5 animals that used to roam the Midlands

Unbury Columbia and Florence’s prehistoric past by looking at these five animals that once called the region home before they went extinct.

Close-up of a dire wolf skull cast with sharp canine teeth, displayed at the Florence County Museum in South Carolina.

This dire wolf skull cast at the Florence County Museum is based on a fossil found locally and is considered one of the most complete ever discovered. | Photo provided by Florence County Museum

Millions of years ago, dinosaurs roamed the earth — and thanks to the summer blockbusters like “Jurassic World Rebirth, they still rule our imaginations today. Some dinos once stomped around the Midlands and Pee Dee region, but they weren’t alone. These five wild things walked central SC long before our time.

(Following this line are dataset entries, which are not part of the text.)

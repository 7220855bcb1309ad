//! End-to-end customer flows through the HTTP adapter.
//!
//! These tests wire the real customer service, request validator, and
//! in-memory repository behind the Actix handlers, so status codes and
//! payloads are observed exactly as clients see them.

use std::sync::Arc;

use actix_web::dev::{Service, ServiceResponse};
use actix_web::http::StatusCode;
use actix_web::{App, test as actix_test, web};
use rstest::{fixture, rstest};
use serde_json::{Value, json};

use customer_service::Trace;
use customer_service::domain::{
    CustomerService, NamePolicy, RequestValidator, TRACE_ID_HEADER, ValidationConfig,
};
use customer_service::inbound::http::customers;
use customer_service::inbound::http::state::HttpState;
use customer_service::outbound::persistence::InMemoryCustomerRepository;

#[fixture]
fn validation() -> ValidationConfig {
    ValidationConfig::default()
}

async fn app_with(
    config: ValidationConfig,
    seeded: bool,
) -> impl Service<actix_http::Request, Response = ServiceResponse, Error = actix_web::Error> {
    let repository = if seeded {
        InMemoryCustomerRepository::with_demo_customers()
    } else {
        InMemoryCustomerRepository::new()
    };
    let validator = RequestValidator::new(&config).expect("validator builds");
    let service = Arc::new(CustomerService::new(Arc::new(repository), Arc::new(validator)));
    let state = HttpState::new(service.clone(), service);
    actix_test::init_service(
        App::new()
            .app_data(web::Data::new(state))
            .wrap(Trace)
            .service(web::scope("/api/v1").configure(customers::configure)),
    )
    .await
}

async fn call(
    app: &impl Service<actix_http::Request, Response = ServiceResponse, Error = actix_web::Error>,
    request: actix_test::TestRequest,
) -> (StatusCode, Value) {
    let response = actix_test::call_service(app, request.to_request()).await;
    let status = response.status();
    let bytes = actix_test::read_body(response).await;
    let body = if bytes.is_empty() {
        Value::Null
    } else {
        serde_json::from_slice(&bytes).expect("JSON body")
    };
    (status, body)
}

fn post(body: Value) -> actix_test::TestRequest {
    actix_test::TestRequest::post()
        .uri("/api/v1/customers")
        .set_json(body)
}

#[rstest]
#[case(json!({ "name": "abc", "email": "abc@gmail.com" }), "restricted_email_domain", "email domain gmail.com is not allowed")]
#[case(json!({ "name": "", "email": "x@y.com" }), "missing_name", "name is required")]
#[case(json!({ "name": "abc", "email": "abc" }), "invalid_email_format", "invalid email format")]
#[case(json!({ "name": "abc1", "email": "abc@y.com" }), "invalid_name_format", "name contains characters that are not allowed")]
#[case(json!({ "email": "abc@y.com" }), "missing_name", "name is required")]
#[case(json!({ "name": "abc" }), "missing_email", "email is required")]
#[actix_web::test]
async fn create_rejects_invalid_customers(
    validation: ValidationConfig,
    #[case] body: Value,
    #[case] code: &str,
    #[case] message: &str,
) {
    let app = app_with(validation, false).await;

    let (status, error) = call(&app, post(body)).await;

    assert_eq!(status, StatusCode::BAD_REQUEST);
    assert_eq!(error["code"], "invalid_request");
    assert_eq!(error["message"], message);
    assert_eq!(error["details"]["code"], code);
    assert!(error["traceId"].is_string());

    let (_, all) = call(&app, actix_test::TestRequest::get().uri("/api/v1/customers")).await;
    assert_eq!(all, json!([]), "nothing is stored after a rejection");
}

#[rstest]
#[actix_web::test]
async fn create_stores_valid_customers(validation: ValidationConfig) {
    let app = app_with(validation, false).await;

    let (status, created) = call(
        &app,
        post(json!({ "id": 99, "name": "abc", "email": "abc@company.com" })),
    )
    .await;

    assert_eq!(status, StatusCode::CREATED);
    assert_eq!(created, json!({ "id": 1, "name": "abc", "email": "abc@company.com" }));

    let (status, fetched) =
        call(&app, actix_test::TestRequest::get().uri("/api/v1/customers/1")).await;
    assert_eq!(status, StatusCode::OK);
    assert_eq!(fetched, created);
}

#[rstest]
#[actix_web::test]
async fn first_failing_check_is_reported(validation: ValidationConfig) {
    let app = app_with(validation, false).await;

    let (_, error) = call(&app, post(json!({ "name": "abc1", "email": "abc" }))).await;

    assert_eq!(error["details"]["code"], "invalid_name_format");
}

#[rstest]
#[actix_web::test]
async fn blocked_domains_ignore_case(validation: ValidationConfig) {
    let app = app_with(validation, false).await;

    let (status, error) = call(&app, post(json!({ "name": "abc", "email": "Abc@GMAIL.com" }))).await;

    assert_eq!(status, StatusCode::BAD_REQUEST);
    assert_eq!(error["details"]["domain"], "gmail.com");
}

#[rstest]
#[actix_web::test]
async fn punctuation_policy_accepts_compound_names() {
    let config = ValidationConfig::new(
        NamePolicy::letters_with_default_punctuation(),
        ["gmail.com"],
    );
    let app = app_with(config, false).await;

    let (status, created) = call(
        &app,
        post(json!({ "name": "Mary-Jane O'Neil", "email": "mj@company.com" })),
    )
    .await;

    assert_eq!(status, StatusCode::CREATED);
    assert_eq!(created["name"], "Mary-Jane O'Neil");
}

#[rstest]
#[actix_web::test]
async fn seeded_store_lists_and_pages(validation: ValidationConfig) {
    let app = app_with(validation, true).await;

    let (status, all) = call(&app, actix_test::TestRequest::get().uri("/api/v1/customers")).await;
    assert_eq!(status, StatusCode::OK);
    assert_eq!(all.as_array().map(Vec::len), Some(10));
    assert_eq!(all[0], json!({ "id": 1, "name": "sam", "email": "sam@gmail.com" }));

    let (status, page) = call(
        &app,
        actix_test::TestRequest::get().uri("/api/v1/customers/paginated?page=3&size=2"),
    )
    .await;
    assert_eq!(status, StatusCode::OK);
    assert_eq!(
        page,
        json!([
            { "id": 5, "name": "sophia", "email": "sophia@example.com" },
            { "id": 6, "name": "liam", "email": "liam@example.com" },
        ])
    );

    let (_, defaults) = call(
        &app,
        actix_test::TestRequest::get().uri("/api/v1/customers/paginated"),
    )
    .await;
    assert_eq!(defaults.as_array().map(Vec::len), Some(3));
}

#[rstest]
#[case("/api/v1/customers/paginated?page=0&size=3")]
#[case("/api/v1/customers/paginated?page=1&size=1000")]
#[actix_web::test]
async fn pagination_rejects_out_of_range(validation: ValidationConfig, #[case] uri: &str) {
    let app = app_with(validation, true).await;

    let (status, error) = call(&app, actix_test::TestRequest::get().uri(uri)).await;

    assert_eq!(status, StatusCode::BAD_REQUEST);
    assert_eq!(error["details"]["code"], "out_of_range");
}

#[rstest]
#[actix_web::test]
async fn update_replaces_fields_under_the_path_id(validation: ValidationConfig) {
    let app = app_with(validation, true).await;

    let (status, updated) = call(
        &app,
        actix_test::TestRequest::put()
            .uri("/api/v1/customers/2")
            .set_json(json!({ "id": 7, "name": "noel", "email": "noel@company.com" })),
    )
    .await;

    assert_eq!(status, StatusCode::OK);
    assert_eq!(updated, json!({ "id": 2, "name": "noel", "email": "noel@company.com" }));

    let (_, seventh) = call(&app, actix_test::TestRequest::get().uri("/api/v1/customers/7")).await;
    assert_eq!(seventh["name"], "olivia");
}

#[rstest]
#[actix_web::test]
async fn update_of_missing_customer_is_not_found_even_when_invalid(
    validation: ValidationConfig,
) {
    let app = app_with(validation, true).await;

    let (status, error) = call(
        &app,
        actix_test::TestRequest::put()
            .uri("/api/v1/customers/15")
            .set_json(json!({ "name": "", "email": "bad" })),
    )
    .await;

    assert_eq!(status, StatusCode::NOT_FOUND);
    assert_eq!(error["message"], "customer [id=15] is not found");
}

#[rstest]
#[actix_web::test]
async fn update_of_existing_customer_validates_the_body(validation: ValidationConfig) {
    let app = app_with(validation, true).await;

    let (status, error) = call(
        &app,
        actix_test::TestRequest::put()
            .uri("/api/v1/customers/1")
            .set_json(json!({ "name": "sam", "email": "sam@gmail.com" })),
    )
    .await;

    assert_eq!(status, StatusCode::BAD_REQUEST);
    assert_eq!(error["details"]["code"], "restricted_email_domain");
}

#[rstest]
#[actix_web::test]
async fn delete_then_lookup_is_not_found(validation: ValidationConfig) {
    let app = app_with(validation, true).await;

    let (status, body) =
        call(&app, actix_test::TestRequest::delete().uri("/api/v1/customers/4")).await;
    assert_eq!(status, StatusCode::OK);
    assert_eq!(body, Value::Null);

    let (status, _) = call(&app, actix_test::TestRequest::get().uri("/api/v1/customers/4")).await;
    assert_eq!(status, StatusCode::NOT_FOUND);

    let (status, _) = call(
        &app,
        actix_test::TestRequest::put()
            .uri("/api/v1/customers/4")
            .set_json(json!({ "name": "zed", "email": "z@acme.io" })),
    )
    .await;
    assert_eq!(status, StatusCode::NOT_FOUND);
    let (_, all) = call(&app, actix_test::TestRequest::get().uri("/api/v1/customers")).await;
    assert_eq!(all.as_array().map(Vec::len), Some(9), "update must not recreate the row");

    let (status, error) =
        call(&app, actix_test::TestRequest::delete().uri("/api/v1/customers/4")).await;
    assert_eq!(status, StatusCode::NOT_FOUND);
    assert_eq!(error["code"], "not_found");
}

#[rstest]
#[actix_web::test]
async fn error_trace_id_matches_header(validation: ValidationConfig) {
    let app = app_with(validation, false).await;

    let response = actix_test::call_service(
        &app,
        actix_test::TestRequest::get()
            .uri("/api/v1/customers/15")
            .to_request(),
    )
    .await;
    let header = response
        .headers()
        .get(TRACE_ID_HEADER)
        .and_then(|value| value.to_str().ok())
        .map(str::to_owned)
        .expect("trace-id header");
    let body: Value = actix_test::read_body_json(response).await;

    assert_eq!(body["traceId"], header);
}
//! Outbound adapters implementing domain ports for external infrastructure.
//!
//! Adapters are thin translators between domain types and their storage
//! representation. They contain no business logic.

pub mod persistence;
//! Customer service entry-point: loads settings, installs tracing, and runs
//! the HTTP server.

mod server;

use actix_web::web;
use tracing::warn;
use tracing_subscriber::{EnvFilter, fmt};

use customer_service::config::AppSettings;
use customer_service::inbound::http::health::HealthState;
use ortho_config::OrthoConfig;

use server::{ServerConfig, create_server, drain};

/// Application bootstrap.
#[actix_web::main]
async fn main() -> std::io::Result<()> {
    if let Err(e) = fmt()
        .with_env_filter(EnvFilter::from_default_env())
        .json()
        .try_init()
    {
        warn!(error = %e, "tracing init failed");
    }

    let settings = AppSettings::load()
        .map_err(|e| std::io::Error::other(format!("failed to load settings: {e}")))?;
    let bind_addr = settings.bind_addr().map_err(std::io::Error::other)?;
    let validation = settings
        .validation_config()
        .map_err(std::io::Error::other)?;
    let config =
        ServerConfig::new(bind_addr, validation).with_demo_data(settings.seed_demo_data);

    let health_state = web::Data::new(HealthState::new());
    let server = create_server(health_state.clone(), config)?;
    let handle = server.handle();
    actix_web::rt::spawn(async move {
        if let Err(e) = shutdown_signal().await {
            warn!(error = %e, "shutdown signal listener failed");
            return;
        }
        drain(handle, health_state).await;
    });
    server.await
}

/// Resolves on Ctrl-C or SIGTERM.
#[cfg(unix)]
async fn shutdown_signal() -> std::io::Result<()> {
    use tokio::signal::unix::{SignalKind, signal};

    let mut terminate = signal(SignalKind::terminate())?;
    tokio::select! {
        result = tokio::signal::ctrl_c() => result,
        _ = terminate.recv() => Ok(()),
    }
}

/// Resolves on Ctrl-C.
#[cfg(not(unix))]
async fn shutdown_signal() -> std::io::Result<()> {
    tokio::signal::ctrl_c().await
}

Pro tip: Explore the SC State Museum, McKissick Museum, and Florence County Museum to see fossils and casts up close.

Dire wolf

Larger than modern wolves, dire wolves once hunted Ice Age giants like bison and mastodons — long before they became fan favorites as protectors in “Game of Thrones.” A skull discovered in Florence County is one of the most complete specimens ever found, with a cast on view at the Florence County Museum and the original cataloged by the Smithsonian Institution’s Museum of Natural History.

Dromaeosaurid (“Velociraptor-like” dinosaur)

A 1.5-inch tooth and other fragments found in Florence County in the 1990s proved that raptor dinosaurs once prowled the Pee Dee. These predators belong to the same family as Velociraptor and represent one of the few confirmed dinosaur fossils in SC.

Glyptodon

Like a modern armadillo, but the size of a Volkswagen Beetle. A shell fragment discovered in Florence marked the northernmost US record of this massive herbivore, which lived 5.3 million to 2.6 million years ago in the Pliocene epoch.

Mastodon

The American mastodon was an Ice Age cousin of the elephant, standing up to 10 ft tall. Fossilized mastodon teeth have been found across SC — from river basins near Columbia to coastal deposits — showing these Ice Age giants once roamed the area.

Male artist wearing a beanie and denim jacket paints details onto the jaw of a Megalodon replica

Local artist Stavros Chrysostomides working on creating Finn, the museum’s famous Megalodon replica

Photo provided by South Carolina State Museum

Megalodon

Long before the mastodons of the Ice Age, the Midlands were underwater. In those seas swam the megalodon — a shark over 70 ft long, the size of two school buses, with teeth larger than a human hand. Fossils are still found in SC’s rivers and are displayed at the State Museum.